Aim of the exercise :: Search the entries for the word "transport". Copy every line where it turns up.

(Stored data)
==========

impl Session {
    pub(crate) fn new(config: &SessionConfig, transport: Arc<dyn RpcTransport>) -> Self {
        Self {
            name: config.name.clone(),
            default_from: config.default_from.clone(),
            options: config.transport.clone(),
            eth: EthClient::new(transport),
            contracts: ContractRegistry::default(),
            filters: FilterRegistry::default(),
        }
    }

    /// Serve requests until shutdown or until every handle is dropped.
    pub(crate) async fn run(mut self, mut rx: mpsc::Receiver<Command>) {
        info!(session = %self.name, url = %self.eth.url(), "session started");
        while let Some(cmd) = rx.recv().await {
            if cmd.abandoned() {
                warn!(session = %self.name, op = cmd.name(), "caller gone, request skipped");
                continue;
            }
            debug!(session = %self.name, op = cmd.name(), "handling request");
            match cmd {
                Command::Shutdown { reply } => {
                    let _ = reply.send(());
                    break;
                }
                cmd => self.handle(cmd).await,
            }
        }
        info!(session = %self.name, contracts = self.contracts.len(), "session stopped");
    }

    async fn handle(&mut self, cmd: Command) {
        match cmd {
            Command::Register { contract, interface, bytecode, reply } => {
                let _ = reply.send(self.register(contract, interface, bytecode));
            }
            Command::BindAddress { contract, address, reply } => {
                match self.contracts.get_mut(&contract) {
                    Some(entry) => entry.address = Some(address),
                    None => debug!(session = %self.name, %contract, "bind on unknown contract ignored"),
                }
                let _ = reply.send(());
            }
            Command::UpdateInfo { contract, info, reply } => {
                match self.contracts.get_mut(&contract) {
                    Some(entry) => entry.merge_info(info),
                    None => debug!(session = %self.name, %contract, "info update on unknown contract ignored"),
                }
                let _ = reply.send(());
            }
            Command::Address { contract, reply } => {
                let _ = reply.send(self.contracts.get(&contract).and_then(|c| c.address.clone()));
            }
            Command::Abi { contract, reply } => {
                let _ = reply.send(self.contracts.get(&contract).map(|c| c.interface.clone()));
            }
            Command::Info { contract, reply } => {
                let _ = reply.send(self.contracts.get(&contract).map(|c| c.info.clone()));
            }
            Command::Contracts { reply } => {
                let _ = reply.send(self.contracts.names());
            }
            Command::EventSchemas { contract, reply } => {
                let schemas = self.contracts.get(&contract).map(|c| {
                    let mut all: Vec<EventSchema> = c.events.events().cloned().collect();
                    all.sort_by(|a, b| a.signature.cmp(&b.signature));
                    all
                });
                let _ = reply.send(schemas);
            }
            Command::Deploy { contract, args, opts, bytecode, reply } => {
                let _ = reply.send(self.deploy(&contract, args.as_deref(), opts, bytecode).await);
            }
            Command::Call { contract, method, args, opts, reply } => {
                let _ = reply.send(self.call(&contract, &method, &args, opts).await);
            }
            Command::Send { contract, method, args, opts, reply } => {
                let _ = reply.send(self.send(&contract, &method, &args, opts).await);
            }
            Command::TxReceipt { tx_hash, reply } => {
                let _ = reply.send(self.tx_receipt(&tx_hash).await);
            }
            Command::DecodeTxLogs { logs, reply } => {
                let _ = reply.send(augment_logs(logs, &self.contracts));
            }
            Command::Filter { contract, event, params, reply } => {
                let result = self.install_filter(&contract, &event, &params).await;
                match result {
                    Ok(id) if reply.is_closed() => self.discard_filter(&id).await,
                    Ok(id) => {
                        self.filters.insert(id.clone(), FilterContext { contract, event });
                        let _ = reply.send(Ok(id));
                    }
                    Err(e) => {
                        let _ = reply.send(Err(e));
                    }
                }
            }
            Command::GetFilterChanges { filter_id, reply } => {
                let _ = reply.send(self.filter_changes(&filter_id).await);
            }
            Command::GetLogs { contract, filter, reply } => {
                let _ = reply.send(self.get_logs(&contract, filter).await);
            }
            Command::UninstallFilter { filter_id, reply } => {
                self.filters.remove(&filter_id);
                let result = self
                    .eth
                    .eth_uninstall_filter(&filter_id, &self.options)
                    .await
                    .map_err(SessionError::from);
                let _ = reply.send(result);
            }
            Command::Shutdown { reply } => {
                let _ = reply.send(());
            }
        }
    }

    fn register(
        &mut self,
        contract: String,
        interface: Option<Interface>,
        bytecode: Option<Vec<u8>>,
    ) -> Result<(), SessionError> {
        let interface = resolve([interface], SessionError::MissingInterface { contract: contract.clone() })?;
        let entry = ContractEntry::new(interface, bytecode)?;
        info!(
            session = %self.name,
            %contract,
            events = entry.events.len(),
            has_bytecode = entry.bytecode.is_some(),
            "contract registered"
        );
        self.contracts.insert(contract, entry);
        Ok(())
    }

    fn entry(&self, contract: &str) -> Result<&ContractEntry, SessionError> {
        self.contracts
            .get(contract)
            .ok_or_else(|| SessionError::UnknownContract { contract: contract.into() })
    }

    fn sender(&self, opts: &TxOptions) -> Result<String, SessionError> {
        resolve([opts.sender(), self.default_from.clone()], SessionError::MissingSender)
    }

    async fn deploy(
        &self,
        contract: &str,
        args: Option<&[Value]>,
        opts: TxOptions,
        bytecode: Option<Vec<u8>>,
    ) -> Result<Deployment, SessionError> {
        let entry = self.entry(contract)?;
        let from = self.sender(&opts)?;
        let gas = resolve([opts.gas_limit()], SessionError::MissingGas)?;
        let code = resolve([bytecode.as_ref(), entry.bytecode.as_ref()], SessionError::MissingBinary)?;

        let payload = build_constructor(code, &entry.interface, args).map_err(|e| match e {
            CodecError::ArgumentCount { expected, got, .. } => SessionError::ConstructorArity { expected, got },
            other => SessionError::Codec(other),
        })?;

        let mut tx = Map::new();
        tx.insert("from".into(), Value::from(from));
        tx.insert("gas".into(), gas);
        tx.insert("data".into(), Value::from(hex_string(&payload)));
        merge_options(&mut tx, &opts);

        let tx_hash = self.eth.eth_send_transaction(tx, &self.options).await?;
        info!(session = %self.name, %contract, %tx_hash, "deployment submitted");
        let receipt = self.await_receipt(&tx_hash).await?;

        if receipt.get("status").and_then(Value::as_str) == Some("0x0") {
            return Err(SessionError::DeployReverted { tx_hash });
        }
        let address = receipt
            .get("contractAddress")
            .and_then(Value::as_str)
            .map(str::to_string);
        info!(session = %self.name, %contract, address = ?address, "deployment mined");
        Ok(Deployment { address, tx_hash, receipt })
    }

    async fn await_receipt(&self, tx_hash: &str) -> Result<Value, SessionError> {
        let attempts = self.options.receipt_poll_attempts.max(1);
        let interval = Duration::from_millis(self.options.receipt_poll_interval_ms);
        for attempt in 1..=attempts {
            if let Some(receipt) = self.eth.eth_get_transaction_receipt(tx_hash, &self.options).await? {
                return Ok(receipt);
            }
            if attempt < attempts {
                tokio::time::sleep(interval).await;
            }
        }
        Err(SessionError::ReceiptUnavailable {
            tx_hash: tx_hash.into(),
            attempts,
        })
    }

    async fn call(
        &self,
        contract: &str,
        method: &str,
        args: &[Value],
        opts: TxOptions,
    ) -> Result<Vec<Value>, SessionError> {
        let entry = self.entry(contract)?;
        let to = resolve([entry.address.clone()], SessionError::MissingAddress)?;
        let call = build_call(&entry.interface, method, args)?;

        let mut req = Map::new();
        req.insert("to".into(), Value::from(to));
        req.insert("data".into(), Value::from(hex_string(&call.calldata)));
        if let Some(from) = opts.sender().or_else(|| self.default_from.clone()) {
            req.insert("from".into(), Value::from(from));
        }
        merge_options(&mut req, &opts);

        let output = self.eth.eth_call(req, &self.options).await?;
        Ok(call.decode_return(&output)?)
    }

    async fn send(
        &self,
        contract: &str,
        method: &str,
        args: &[Value],
        opts: TxOptions,
    ) -> Result<String, SessionError> {
        let entry = self.entry(contract)?;
        let to = resolve([entry.address.clone()], SessionError::MissingAddress)?;
        let from = self.sender(&opts)?;
        let gas = resolve([opts.gas_limit()], SessionError::MissingGas)?;
        let calldata = build_call(&entry.interface, method, args)?.calldata;

        let mut tx = Map::new();
        tx.insert("to".into(), Value::from(to));
        tx.insert("from".into(), Value::from(from));
        tx.insert("gas".into(), gas);
        tx.insert("data".into(), Value::from(hex_string(&calldata)));
        merge_options(&mut tx, &opts);

        let tx_hash = self.eth.eth_send_transaction(tx, &self.options).await?;
        debug!(session = %self.name, %contract, %method, %tx_hash, "transaction sent");
        Ok(tx_hash)
    }

    async fn tx_receipt(&self, tx_hash: &str) -> Result<Option<Value>, SessionError> {
        let receipt = self.eth.eth_get_transaction_receipt(tx_hash, &self.options).await?;
        Ok(receipt.map(|mut r| {
            augment_receipt(&mut r, &self.contracts);
            r
        }))
    }

    async fn install_filter(
        &self,
        contract: &str,
        event: &str,
        params: &FilterParams,
    ) -> Result<String, SessionError> {
        let entry = self.entry(contract)?;
        let schema = entry.events.by_name(event);
        if schema.is_none() {
            warn!(session = %self.name, %contract, %event, "filter on unknown event: no topic constraint");
        }
        let topics = build_topics(schema, &params.topics)?;
        let payload = params.payload(entry.address.as_deref(), topics);
        let id = self.eth.eth_new_filter(payload, &self.options).await?;
        debug!(session = %self.name, %contract, %event, filter_id = %id, "filter installed");
        Ok(id)
    }

    /// Remove a remote filter whose installer stopped waiting.
    async fn discard_filter(&self, id: &str) {
        warn!(session = %self.name, filter_id = %id, "caller gone, filter not recorded");
        if let Err(e) = self.eth.eth_uninstall_filter(id, &self.options).await {
            warn!(session = %self.name, filter_id = %id, error = %e, "could not remove abandoned filter");
        }
    }

    async fn filter_changes(&self, filter_id: &str) -> Result<Vec<Value>, SessionError> {
        let logs = self.eth.eth_get_filter_changes(filter_id, &self.options).await?;
        let schema = self.filters.get(filter_id).and_then(|ctx| {
            self.contracts
                .get(&ctx.contract)
                .and_then(|c| c.events.by_name(&ctx.event))
        });
        Ok(replace_with_schema(logs, schema))
    }

    async fn get_logs(&self, contract: &str, filter: Value) -> Result<Vec<Value>, SessionError> {
        let logs = self.eth.eth_get_logs(filter, &self.options).await?;
        let empty = EventIndex::default();
        let events = self.contracts.get(contract).map(|c| &c.events).unwrap_or(&empty);
        Ok(replace_by_topic(logs, events))
    }
}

==========

Answer to the problem ::
    pub(crate) fn new(config: &SessionConfig, transport: Arc<dyn RpcTransport>) -> Self {
            options: config.transport.clone(),
            eth: EthClient::new(transport),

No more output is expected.